Dataset entries:
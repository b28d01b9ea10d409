//! Weighted undirected graph and the algorithms that run over it
//!
//! Provides:
//! - `Graph`: adjacency-list model, immutable once built
//! - `load`: reader for the `V E` / `u v w` text description
//! - `algos`: depth-first and breadth-first walks, Prim MST, Dijkstra SPT

pub mod algos;
pub mod load;
pub mod types;

use std::ops::RangeInclusive;

use crate::error::{GraphError, Result};

pub use algos::{bfs_traverse, dfs_traverse, dijkstra_spt, prim_mst};
pub use types::{
    Colour, Edge, Neighbor, TraversalKind, TraversalResult, TreeEdge, TreeKind, TreeResult,
    Vertex, INFINITY,
};

/// Largest vertex count a graph may declare
pub const MAX_VERTICES: usize = 1 << 22;

/// Weighted undirected graph over vertices `1..=V`.
///
/// Every edge `(u, v, w)` is stored twice, once in each endpoint's list, in
/// input order. There is no public way to mutate a graph after construction,
/// so a `&Graph` can be shared freely between independent algorithm runs.
#[derive(Debug, Clone, PartialEq, Eq)]
pub struct Graph {
    edges: Vec<Edge>,
    adjacency: Vec<Vec<Neighbor>>,
}

impl Graph {
    /// Build a graph from a vertex count and `(u, v, weight)` triples.
    ///
    /// Errors name the position the offending triple would occupy in the
    /// text format (the header is line 1, the first edge line 2).
    pub fn new<I>(vertex_count: usize, edges: I) -> Result<Self>
    where
        I: IntoIterator<Item = (Vertex, Vertex, u32)>,
    {
        if vertex_count == 0 {
            return Err(GraphError::format(1, "vertex count must be at least 1"));
        }
        if vertex_count > MAX_VERTICES {
            return Err(GraphError::format(
                1,
                format!("vertex count {} exceeds the limit of {}", vertex_count, MAX_VERTICES),
            ));
        }

        let mut graph = Self::with_vertices(vertex_count);
        for (index, (u, v, weight)) in edges.into_iter().enumerate() {
            let line = index + 2;
            graph.check_endpoint(u, line)?;
            graph.check_endpoint(v, line)?;
            graph.push_edge(u, v, weight);
        }
        Ok(graph)
    }

    /// Empty graph over `1..=vertex_count`; callers keep `vertex_count <= MAX_VERTICES`
    pub(crate) fn with_vertices(vertex_count: usize) -> Self {
        Self {
            edges: Vec::new(),
            adjacency: vec![Vec::new(); vertex_count + 1],
        }
    }

    pub(crate) fn check_endpoint(&self, vertex: Vertex, line: usize) -> Result<()> {
        if vertex == 0 || vertex > self.vertex_count() {
            return Err(GraphError::format(
                line,
                format!(
                    "vertex {} out of range 1..={}",
                    vertex,
                    self.vertex_count()
                ),
            ));
        }
        Ok(())
    }

    pub(crate) fn push_edge(&mut self, u: Vertex, v: Vertex, weight: u32) {
        self.adjacency[u].push(Neighbor { vertex: v, weight });
        self.adjacency[v].push(Neighbor { vertex: u, weight });
        self.edges.push(Edge { u, v, weight });
    }

    /// Number of vertices `V`
    pub fn vertex_count(&self) -> usize {
        self.adjacency.len() - 1
    }

    /// Number of undirected edges `E`
    pub fn edge_count(&self) -> usize {
        self.edges.len()
    }

    /// All vertex ids, `1..=V`
    pub fn vertices(&self) -> RangeInclusive<Vertex> {
        1..=self.vertex_count()
    }

    /// Adjacency list of `vertex` in insertion order; empty for unknown ids
    pub fn neighbors(&self, vertex: Vertex) -> &[Neighbor] {
        match self.adjacency.get(vertex) {
            Some(list) if vertex != 0 => list.as_slice(),
            _ => &[],
        }
    }

    pub fn degree(&self, vertex: Vertex) -> usize {
        self.neighbors(vertex).len()
    }

    /// Each undirected edge once, in input order
    pub fn edges(&self) -> impl Iterator<Item = &Edge> + '_ {
        self.edges.iter()
    }

    /// Reject a caller-supplied vertex outside `1..=V`
    pub fn check_vertex(&self, vertex: Vertex) -> Result<()> {
        if vertex == 0 || vertex > self.vertex_count() {
            return Err(GraphError::invalid_vertex(vertex, self.vertex_count()));
        }
        Ok(())
    }

    /// Depth-first forest starting at `source`, then every still-unvisited vertex
    pub fn depth_first(&self, source: Vertex) -> Result<TraversalResult> {
        dfs_traverse(self, source)
    }

    /// Breadth-first tree of the component containing `source`
    pub fn breadth_first(&self, source: Vertex) -> Result<TraversalResult> {
        bfs_traverse(self, source)
    }

    /// Prim minimum spanning tree grown from `source`
    pub fn minimum_spanning_tree(&self, source: Vertex) -> Result<TreeResult> {
        prim_mst(self, source)
    }

    /// Dijkstra shortest path tree rooted at `source`
    pub fn shortest_path_tree(&self, source: Vertex) -> Result<TreeResult> {
        dijkstra_spt(self, source)
    }
}

#[cfg(test)]
mod tests {
    use super::*;

    fn sample() -> Graph {
        Graph::new(5, [(1, 2, 2), (1, 3, 4), (2, 3, 1), (2, 4, 7), (3, 5, 3)]).unwrap()
    }

    #[test]
    fn test_counts() {
        let graph = sample();
        assert_eq!(graph.vertex_count(), 5);
        assert_eq!(graph.edge_count(), 5);
        assert_eq!(graph.vertices().collect::<Vec<_>>(), vec![1, 2, 3, 4, 5]);
    }

    #[test]
    fn test_adjacency_in_insertion_order() {
        let graph = sample();
        let neighbors: Vec<_> = graph.neighbors(2).iter().map(|n| n.vertex).collect();
        assert_eq!(neighbors, vec![1, 3, 4]);
        assert_eq!(graph.degree(2), 3);
        assert!(graph.neighbors(0).is_empty());
        assert!(graph.neighbors(9).is_empty());
    }

    #[test]
    fn test_every_entry_is_mirrored() {
        let graph = sample();
        for u in graph.vertices() {
            for n in graph.neighbors(u) {
                assert!(graph
                    .neighbors(n.vertex)
                    .iter()
                    .any(|back| back.vertex == u && back.weight == n.weight));
            }
        }
        let total: usize = graph.vertices().map(|v| graph.degree(v)).sum();
        assert_eq!(total, 2 * graph.edge_count());
    }

    #[test]
    fn test_edges_in_input_order() {
        let graph = sample();
        let first = graph.edges().next().unwrap();
        assert_eq!(*first, Edge { u: 1, v: 2, weight: 2 });
        assert_eq!(graph.edges().count(), 5);
    }

    #[test]
    fn test_new_rejects_zero_vertices() {
        let err = Graph::new(0, Vec::<(Vertex, Vertex, u32)>::new()).unwrap_err();
        assert!(matches!(err, GraphError::Format { line: 1, .. }));
    }

    #[test]
    fn test_new_rejects_out_of_range_endpoint() {
        let err = Graph::new(3, [(1, 2, 1), (2, 4, 1)]).unwrap_err();
        assert!(matches!(err, GraphError::Format { line: 3, .. }));
        assert!(err.to_string().contains("vertex 4 out of range 1..=3"));
    }

    #[test]
    fn test_new_rejects_oversized_vertex_count() {
        let none = Vec::<(Vertex, Vertex, u32)>::new();
        let err = Graph::new(MAX_VERTICES + 1, none.clone()).unwrap_err();
        assert!(matches!(err, GraphError::Format { line: 1, .. }));
        assert!(Graph::new(usize::MAX, none).is_err());
    }

    #[test]
    fn test_self_loop_is_stored_twice() {
        let graph = Graph::new(2, [(1, 1, 5)]).unwrap();
        assert_eq!(graph.degree(1), 2);
        assert_eq!(graph.edge_count(), 1);
    }

    #[test]
    fn test_check_vertex() {
        let graph = sample();
        assert!(graph.check_vertex(1).is_ok());
        assert!(graph.check_vertex(5).is_ok());
        assert!(matches!(
            graph.check_vertex(7),
            Err(GraphError::InvalidVertex { vertex: 7, vertex_count: 5 })
        ));
        assert!(graph.check_vertex(0).is_err());
    }

    #[test]
    fn test_algorithms_reject_out_of_range_source() {
        let graph = sample();
        assert!(matches!(
            graph.depth_first(7),
            Err(GraphError::InvalidVertex { .. })
        ));
        assert!(matches!(
            graph.breadth_first(7),
            Err(GraphError::InvalidVertex { .. })
        ));
        assert!(matches!(
            graph.minimum_spanning_tree(7),
            Err(GraphError::InvalidVertex { .. })
        ));
        assert!(matches!(
            graph.shortest_path_tree(0),
            Err(GraphError::InvalidVertex { .. })
        ));
    }
}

TASK - All lines above that include the word "load" must be copied into the answer.

RESPONSE TO THIS EXERCISE -
//! - `load`: reader for the `V E` / `u v w` text description
pub mod load;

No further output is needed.